Falls are highly under-reported, and the actual prevalence is likely to be higher. 

In India, fall prevalence increases with age and is the highest in women and institutionalized older adults (seniors living in senior homes)

In U.S.A, the Center for Disease Control & Prevention (CDC) goes on to state that,

– One out of five falls causes a serious injury such as broken bones or a head injury

– Each year, 2.5 million older people are treated in emergency departments for fall injuries

– Over 700,000 patients a year is hospitalized because of a fall injury, most often because of a head injury or hip fracture

– Each year at least 250,000 older people are hospitalized for hip fractures

– More than 95% of hip fractures are caused by falling, usually by falling sideways 

– Falls are the most common cause of traumatic brain injuries (TBI)

Though each of these studies shows that falls amongst seniors are a major concern for both the seniors & their caregivers, what it does not say is the complications it causes to their health, wellbeing, positive outlook & independence.  

Many studies have shown that fractures & injuries amongst elders take longer to heal.  The usual time for recovery, depending on the extent of injury or/& fracture to the musculoskeletal system lasts anytime between 3 weeks to 3 or 4 months. 

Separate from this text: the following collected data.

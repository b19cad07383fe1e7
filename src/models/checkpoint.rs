use std::collections::BTreeSet;

use chrono::{DateTime, Utc};
use serde::{Deserialize, Serialize};

use crate::models::judgment::PaperResult;

/// 处理进度快照
///
/// 每次写入都是整体覆盖。`current_file` 永远不会出现在 `processed_files` 中。
#[derive(Debug, Clone, PartialEq, Serialize, Deserialize)]
pub struct Checkpoint {
    pub survey_topic: String,
    #[serde(default)]
    pub processed_files: BTreeSet<String>,
    #[serde(default)]
    pub current_file: Option<String>,
    /// `current_file` 中下一个待处理的批次
    #[serde(default)]
    pub current_batch_index: usize,
    #[serde(default)]
    pub results: Vec<PaperResult>,
    #[serde(default)]
    pub total_processed: usize,
    #[serde(default = "Utc::now")]
    pub timestamp: DateTime<Utc>,
}

impl Checkpoint {
    /// 新运行的空检查点
    pub fn fresh(survey_topic: impl Into<String>) -> Self {
        Self {
            survey_topic: survey_topic.into(),
            processed_files: BTreeSet::new(),
            current_file: None,
            current_batch_index: 0,
            results: Vec::new(),
            total_processed: 0,
            timestamp: Utc::now(),
        }
    }
}

/// 检查点概要，用于在恢复前向用户展示
///
/// 反序列化时只统计 `results` / `processed_files` 的条目数，不构造结果对象。
#[derive(Debug, Clone, PartialEq, Deserialize)]
pub struct CheckpointSummary {
    #[serde(default = "unknown_topic")]
    pub survey_topic: String,
    #[serde(default)]
    pub total_processed: usize,
    #[serde(rename = "results", default, deserialize_with = "count_entries")]
    pub result_count: usize,
    #[serde(rename = "processed_files", default, deserialize_with = "count_entries")]
    pub processed_file_count: usize,
    #[serde(default)]
    pub current_file: Option<String>,
    #[serde(default = "unknown_topic")]
    pub timestamp: String,
}

fn unknown_topic() -> String {
    "Unknown".to_string()
}

fn count_entries<'de, D>(deserializer: D) -> Result<usize, D::Error>
where
    D: serde::Deserializer<'de>,
{
    use serde::de::{IgnoredAny, SeqAccess, Visitor};
    use std::fmt;

    struct CountVisitor;

    impl<'de> Visitor<'de> for CountVisitor {
        type Value = usize;

        fn expecting(&self, formatter: &mut fmt::Formatter) -> fmt::Result {
            formatter.write_str("an array")
        }

        fn visit_seq<A>(self, mut seq: A) -> Result<Self::Value, A::Error>
        where
            A: SeqAccess<'de>,
        {
            let mut count = 0;
            while seq.next_element::<IgnoredAny>()?.is_some() {
                count += 1;
            }
            Ok(count)
        }

        fn visit_unit<E>(self) -> Result<Self::Value, E>
        where
            E: serde::de::Error,
        {
            Ok(0)
        }
    }

    deserializer.deserialize_any(CountVisitor)
}

#[cfg(test)]
mod tests {
    use super::*;

    #[test]
    fn test_summary_counts_without_materializing_results() {
        let raw = r#"{
            "survey_topic": "Graph Neural Networks",
            "processed_files": ["a.json", "b.json"],
            "current_file": null,
            "current_batch_index": 0,
            "results": [{"anything": 1}, {"shape": "is not checked"}, 3],
            "total_processed": 3,
            "timestamp": "2025-01-01T00:00:00Z"
        }"#;

        let summary: CheckpointSummary = serde_json::from_str(raw).unwrap();
        assert_eq!(summary.survey_topic, "Graph Neural Networks");
        assert_eq!(summary.result_count, 3);
        assert_eq!(summary.processed_file_count, 2);
        assert_eq!(summary.total_processed, 3);
        assert!(summary.current_file.is_none());
        assert_eq!(summary.timestamp, "2025-01-01T00:00:00Z");
    }

    #[test]
    fn test_summary_defaults_for_sparse_file() {
        let summary: CheckpointSummary = serde_json::from_str("{}").unwrap();
        assert_eq!(summary.survey_topic, "Unknown");
        assert_eq!(summary.result_count, 0);
        assert_eq!(summary.processed_file_count, 0);
    }

    #[test]
    fn test_fresh_checkpoint_is_empty() {
        let checkpoint = Checkpoint::fresh("LLM agents");
        assert!(checkpoint.processed_files.is_empty());
        assert!(checkpoint.current_file.is_none());
        assert_eq!(checkpoint.current_batch_index, 0);
        assert!(checkpoint.results.is_empty());
    }
}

During these extended periods of recovery, their mobility is restricted or they are in complete bed rest, their mental faculties are working but the body is not available to execute! 

These are some of the human effects of injury & fracture (especially in seniors) – 

1. Muscles deteriorate, causing loss of muscular strength, as a result, bones become weaker.  This weakness of muscle & bone will lead to more limited mobility post recovery also.  This causes lesser independence & greater loss of confidence. 

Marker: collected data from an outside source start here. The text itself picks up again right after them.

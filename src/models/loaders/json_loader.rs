use std::collections::{BTreeMap, BTreeSet};
use std::path::{Path, PathBuf};

use futures::stream::{self, Stream, StreamExt};
use tokio::fs;
use tracing::{debug, info, warn};

use crate::error::{AppError, AppResult, ConfigError, ValidationError};
use crate::models::paper::Paper;

/// 语料加载器
///
/// 输入目录中的每个 `*.json` 文件是一个论文对象数组，按文件名排序处理。
#[derive(Debug, Clone)]
pub struct PaperLoader {
    input_dir: PathBuf,
}

/// 单个文件的概要
#[derive(Debug, Clone, Default, PartialEq)]
pub struct FileDetail {
    pub filename: String,
    pub paper_count: usize,
    pub conferences: BTreeSet<String>,
    pub years: BTreeSet<i32>,
}

/// 整个语料的概要
#[derive(Debug, Clone, Default, PartialEq)]
pub struct CollectionSummary {
    pub total_papers: usize,
    pub files_processed: usize,
    pub papers_by_conference: BTreeMap<String, usize>,
    pub papers_by_year: BTreeMap<i32, usize>,
    pub file_details: Vec<FileDetail>,
}

impl PaperLoader {
    /// 创建加载器，输入目录不存在时返回配置错误
    pub fn new(input_dir: impl Into<PathBuf>) -> Result<Self, ConfigError> {
        let input_dir = input_dir.into();
        if !input_dir.is_dir() {
            return Err(ConfigError::InputDirNotFound(
                input_dir.display().to_string(),
            ));
        }
        Ok(Self { input_dir })
    }

    pub fn input_dir(&self) -> &Path {
        &self.input_dir
    }

    /// 列出所有 JSON 文件（按文件名排序，保证每次运行顺序一致）
    pub async fn paper_files(&self) -> AppResult<Vec<PathBuf>> {
        let dir = self.input_dir.display().to_string();
        let mut entries = fs::read_dir(&self.input_dir)
            .await
            .map_err(|e| AppError::io(&dir, e))?;

        let mut files = Vec::new();
        while let Some(entry) = entries
            .next_entry()
            .await
            .map_err(|e| AppError::io(&dir, e))?
        {
            let path = entry.path();
            if path.extension().and_then(|s| s.to_str()) == Some("json") {
                files.push(path);
            }
        }
        files.sort();
        Ok(files)
    }

    /// 从单个文件加载论文
    ///
    /// 无效记录跳过并记录日志；整个文件无法解析时返回空列表。
    pub async fn load_papers_from_file(&self, path: &Path) -> Vec<Paper> {
        let filename = file_name(path);

        let content = match fs::read_to_string(path).await {
            Ok(content) => content,
            Err(e) => {
                warn!("⚠️ 无法读取论文文件 {}: {}", path.display(), e);
                return Vec::new();
            }
        };

        let raw_papers: Vec<serde_json::Value> = match serde_json::from_str(&content) {
            Ok(raw) => raw,
            Err(e) => {
                let err = ValidationError::InvalidPaperFile {
                    file: filename,
                    message: e.to_string(),
                };
                warn!("⚠️ {}", err);
                return Vec::new();
            }
        };

        let mut papers = Vec::with_capacity(raw_papers.len());
        for (index, raw) in raw_papers.into_iter().enumerate() {
            match serde_json::from_value::<Paper>(raw) {
                Ok(paper) => papers.push(paper),
                Err(e) => {
                    let err = ValidationError::InvalidPaper {
                        file: filename.clone(),
                        index,
                        message: e.to_string(),
                    };
                    warn!("⚠️ {}", err);
                }
            }
        }

        info!("✓ 从 {} 加载了 {} 篇论文", filename, papers.len());
        papers
    }

    /// 按文件依次加载论文，惰性读取；没有有效论文的文件不会产出
    pub async fn load_all_papers(
        &self,
    ) -> AppResult<impl Stream<Item = (Vec<Paper>, String)> + '_> {
        let files = self.paper_files().await?;

        if files.is_empty() {
            warn!("⚠️ 在 {} 中没有找到 JSON 文件", self.input_dir.display());
        } else {
            info!("📁 找到 {} 个论文文件", files.len());
            for path in &files {
                debug!("  - {}", file_name(path));
            }
        }

        Ok(stream::iter(files)
            .then(move |path| async move {
                let papers = self.load_papers_from_file(&path).await;
                (papers, file_name(&path))
            })
            .filter(|(papers, _)| futures::future::ready(!papers.is_empty())))
    }

    /// 统计整个语料（用于启动时展示和 dry-run）
    pub async fn collection_summary(&self) -> AppResult<CollectionSummary> {
        let mut summary = CollectionSummary::default();

        let papers_stream = self.load_all_papers().await?;
        futures::pin_mut!(papers_stream);

        while let Some((papers, filename)) = papers_stream.next().await {
            summary.files_processed += 1;
            summary.total_papers += papers.len();

            let mut detail = FileDetail {
                filename,
                paper_count: papers.len(),
                ..Default::default()
            };

            for paper in &papers {
                *summary
                    .papers_by_conference
                    .entry(paper.conference_name.clone())
                    .or_default() += 1;
                *summary
                    .papers_by_year
                    .entry(paper.publication_year)
                    .or_default() += 1;
                detail.conferences.insert(paper.conference_name.clone());
                detail.years.insert(paper.publication_year);
            }

            summary.file_details.push(detail);
        }

        Ok(summary)
    }
}

fn file_name(path: &Path) -> String {
    path.file_name()
        .unwrap_or_default()
        .to_string_lossy()
        .to_string()
}

#[cfg(test)]
mod tests {
    use super::*;
    use serde_json::json;

    fn write_papers(dir: &Path, name: &str, value: serde_json::Value) {
        std::fs::write(dir.join(name), serde_json::to_string(&value).unwrap()).unwrap();
    }

    fn raw(title: &str, year: i32, conference: &str) -> serde_json::Value {
        json!({
            "title": title,
            "authors": ["Someone"],
            "publication_year": year,
            "conference_name": conference,
            "venue_type": "conference",
            "scraped_at": "2024-01-01T00:00:00"
        })
    }

    #[test]
    fn test_missing_input_dir_is_config_error() {
        let err = PaperLoader::new("/definitely/not/here").unwrap_err();
        assert!(matches!(err, ConfigError::InputDirNotFound(_)));
    }

    #[tokio::test]
    async fn test_files_are_sorted_and_filtered_by_extension() {
        let dir = tempfile::tempdir().unwrap();
        write_papers(dir.path(), "b.json", json!([raw("b", 2024, "ICLR")]));
        write_papers(dir.path(), "a.json", json!([raw("a", 2024, "ICLR")]));
        std::fs::write(dir.path().join("notes.txt"), "ignore me").unwrap();

        let loader = PaperLoader::new(dir.path()).unwrap();
        let files = loader.paper_files().await.unwrap();
        let names: Vec<_> = files.iter().map(|p| file_name(p)).collect();
        assert_eq!(names, vec!["a.json", "b.json"]);
    }

    #[tokio::test]
    async fn test_invalid_records_are_skipped() {
        let dir = tempfile::tempdir().unwrap();
        write_papers(
            dir.path(),
            "mixed.json",
            json!([raw("good", 2024, "ICML"), {"title": "missing everything"}]),
        );

        let loader = PaperLoader::new(dir.path()).unwrap();
        let papers = loader
            .load_papers_from_file(&dir.path().join("mixed.json"))
            .await;
        assert_eq!(papers.len(), 1);
        assert_eq!(papers[0].title, "good");
    }

    #[tokio::test]
    async fn test_load_all_papers_skips_broken_and_empty_files() {
        let dir = tempfile::tempdir().unwrap();
        write_papers(dir.path(), "a.json", json!([raw("a", 2024, "ICLR")]));
        std::fs::write(dir.path().join("b.json"), "{ not json").unwrap();
        write_papers(dir.path(), "c.json", json!([]));
        write_papers(dir.path(), "d.json", json!([raw("d", 2023, "ICML")]));

        let loader = PaperLoader::new(dir.path()).unwrap();
        let stream = loader.load_all_papers().await.unwrap();
        let loaded: Vec<_> = stream.collect().await;
        let names: Vec<_> = loaded.iter().map(|(_, name)| name.as_str()).collect();
        assert_eq!(names, vec!["a.json", "d.json"]);
    }

    #[tokio::test]
    async fn test_collection_summary() {
        let dir = tempfile::tempdir().unwrap();
        write_papers(
            dir.path(),
            "iclr.json",
            json!([raw("a", 2023, "ICLR"), raw("b", 2024, "ICLR")]),
        );
        write_papers(dir.path(), "icml.json", json!([raw("c", 2024, "ICML")]));

        let loader = PaperLoader::new(dir.path()).unwrap();
        let summary = loader.collection_summary().await.unwrap();
        assert_eq!(summary.total_papers, 3);
        assert_eq!(summary.files_processed, 2);
        assert_eq!(summary.papers_by_conference["ICLR"], 2);
        assert_eq!(summary.papers_by_year[&2024], 2);
        assert_eq!(summary.file_details[0].filename, "iclr.json");
        assert_eq!(summary.file_details[0].years.len(), 2);
    }
}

2. Constipation &/or incomplete evacuation.  It is of great concern amongst seniors.  Poor digestion causes gas, acidity, bloating, belching, flatulence, diarrhea, constipation, nausea, parasites (enemy number one for seniors), candida, food allergies, gallbladder diseases, rectal itching, iron deficiency, psoriasis, B12 deficiency, arthritis.

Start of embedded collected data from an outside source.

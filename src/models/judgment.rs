use serde::{Deserialize, Serialize};

use crate::models::paper::Paper;

/// 相关性评级
#[derive(Debug, Clone, Copy, PartialEq, Eq, Hash, PartialOrd, Ord, Serialize, Deserialize)]
pub enum RelevanceRating {
    High,
    Medium,
    Low,
    /// 无法判断（重试耗尽或意外错误），模型本身不允许返回该值
    Unknown,
}

impl RelevanceRating {
    /// 全部评级，按导出顺序排列
    pub const ALL: [RelevanceRating; 4] = [
        RelevanceRating::High,
        RelevanceRating::Medium,
        RelevanceRating::Low,
        RelevanceRating::Unknown,
    ];

    pub fn as_str(&self) -> &'static str {
        match self {
            RelevanceRating::High => "High",
            RelevanceRating::Medium => "Medium",
            RelevanceRating::Low => "Low",
            RelevanceRating::Unknown => "Unknown",
        }
    }

    /// 模型可以返回的评级（不含 Unknown）
    pub fn from_model_label(label: &str) -> Option<Self> {
        match label {
            "High" => Some(RelevanceRating::High),
            "Medium" => Some(RelevanceRating::Medium),
            "Low" => Some(RelevanceRating::Low),
            _ => None,
        }
    }
}

impl std::fmt::Display for RelevanceRating {
    fn fmt(&self, f: &mut std::fmt::Formatter<'_>) -> std::fmt::Result {
        f.write_str(self.as_str())
    }
}

/// 单篇论文的判断结果
#[derive(Debug, Clone, PartialEq, Serialize, Deserialize)]
pub struct Judgment {
    pub relevance_rating: RelevanceRating,
    #[serde(default)]
    pub confidence_score: Option<f64>,
    #[serde(default)]
    pub reasoning: Option<String>,
}

impl Judgment {
    /// 无法判断时的兜底结果
    pub fn unknown(reasoning: impl Into<String>) -> Self {
        Self {
            relevance_rating: RelevanceRating::Unknown,
            confidence_score: Some(0.0),
            reasoning: Some(reasoning.into()),
        }
    }
}

/// 论文元数据 + 判断结果 + 来源文件
#[derive(Debug, Clone, PartialEq, Serialize, Deserialize)]
pub struct PaperResult {
    pub title: String,
    pub authors: Vec<String>,
    pub conference: String,
    pub year: i32,
    #[serde(flatten)]
    pub judgment: Judgment,
    /// 来源文件名，由 BatchCoordinator 统一填写
    #[serde(default)]
    pub file_source: String,
}

impl PaperResult {
    pub fn new(paper: &Paper, judgment: Judgment) -> Self {
        Self {
            title: paper.title.clone(),
            authors: paper.authors.clone(),
            conference: paper.conference_name.clone(),
            year: paper.publication_year,
            judgment,
            file_source: String::new(),
        }
    }

    pub fn rating(&self) -> RelevanceRating {
        self.judgment.relevance_rating
    }

    pub fn with_file_source(mut self, file_source: impl Into<String>) -> Self {
        self.file_source = file_source.into();
        self
    }
}

/// 各评级的计数
#[derive(Debug, Clone, Copy, Default, PartialEq, Eq)]
pub struct RatingCounts {
    pub high: usize,
    pub medium: usize,
    pub low: usize,
    pub unknown: usize,
}

impl RatingCounts {
    pub fn tally<'a>(results: impl IntoIterator<Item = &'a PaperResult>) -> Self {
        let mut counts = Self::default();
        for result in results {
            counts.add(result.rating());
        }
        counts
    }

    pub fn add(&mut self, rating: RelevanceRating) {
        match rating {
            RelevanceRating::High => self.high += 1,
            RelevanceRating::Medium => self.medium += 1,
            RelevanceRating::Low => self.low += 1,
            RelevanceRating::Unknown => self.unknown += 1,
        }
    }

    pub fn get(&self, rating: RelevanceRating) -> usize {
        match rating {
            RelevanceRating::High => self.high,
            RelevanceRating::Medium => self.medium,
            RelevanceRating::Low => self.low,
            RelevanceRating::Unknown => self.unknown,
        }
    }

    pub fn total(&self) -> usize {
        self.high + self.medium + self.low + self.unknown
    }
}

#[cfg(test)]
mod tests {
    use super::*;

    #[test]
    fn test_model_label_never_yields_unknown() {
        assert_eq!(RelevanceRating::from_model_label("High"), Some(RelevanceRating::High));
        assert_eq!(RelevanceRating::from_model_label("Unknown"), None);
        assert_eq!(RelevanceRating::from_model_label("high"), None);
    }

    #[test]
    fn test_paper_result_serializes_flat() {
        let result = PaperResult {
            title: "T".to_string(),
            authors: vec!["A".to_string()],
            conference: "ICLR".to_string(),
            year: 2024,
            judgment: Judgment {
                relevance_rating: RelevanceRating::Medium,
                confidence_score: Some(0.6),
                reasoning: None,
            },
            file_source: "iclr_2024.json".to_string(),
        };

        let value = serde_json::to_value(&result).unwrap();
        assert_eq!(value["relevance_rating"], "Medium");
        assert_eq!(value["confidence_score"], 0.6);
        assert!(value["reasoning"].is_null());

        let back: PaperResult = serde_json::from_value(value).unwrap();
        assert_eq!(back, result);
    }

    #[test]
    fn test_rating_counts() {
        let mut counts = RatingCounts::default();
        counts.add(RelevanceRating::High);
        counts.add(RelevanceRating::Unknown);
        counts.add(RelevanceRating::High);
        assert_eq!(counts.get(RelevanceRating::High), 2);
        assert_eq!(counts.unknown, 1);
        assert_eq!(counts.total(), 3);
    }
}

3. Kidney related complications.  AKI (acute kidney injury) is more prevalent in hip fractures.  Again research has not categorically correlated hip fracture to AKI, however, prolonged stay, medications, immobility are all contributing factors of AKI.

4. Self-doubt, sorrow, gloom, despondency are real companions of our parents or grandparents if they are not involved in the daily act of life & living.  Resting in bed, removed from all day to day activity is a real scary situation for the elders.  The desire to participate in the exchanges of living is very abruptly removed by the well-meaning caregivers & medications during injury times.  This should not be mistaken to Depression.  This feeling of low is transient and effort should be made to involve them in a meaningful manner on a daily basis.

5.  Lack of activity and prolonged rest reduces the neural feedback that the foot usually has in the day to day activities, hence when seniors return from injury or fracture, it takes a while before they can balance better, feel confident to bear weight on the injured hand or leg.

Loss of muscle strength, reduction in bone mass, lack of activity, prolonged rest, loss of confidence, coupled with the aging process (natural loss of vision & hearing) all contribute to loss of balance.

As we can see, a fall is not just a fall when you get older!  The consequences of fall & loss of balance are far reaching and debilitating.  Therefore it is important to improve balance, reduce the chances of falling by improving stability, posture & strength & most importantly learning to fall.

Balance training programs for seniors are primarily based on strength training,  However, we at Activity Heals promote effective movement & posture.  The focus on effective movement involves optimum balance & stability training, learning & relearning of force generation & most importantly sensitizing when to lose & regain balance!

ps – whilst I was writing this article, I came across a Harvard study, where they found that specific training on balance for seniors benefitted them more than just strength training programs.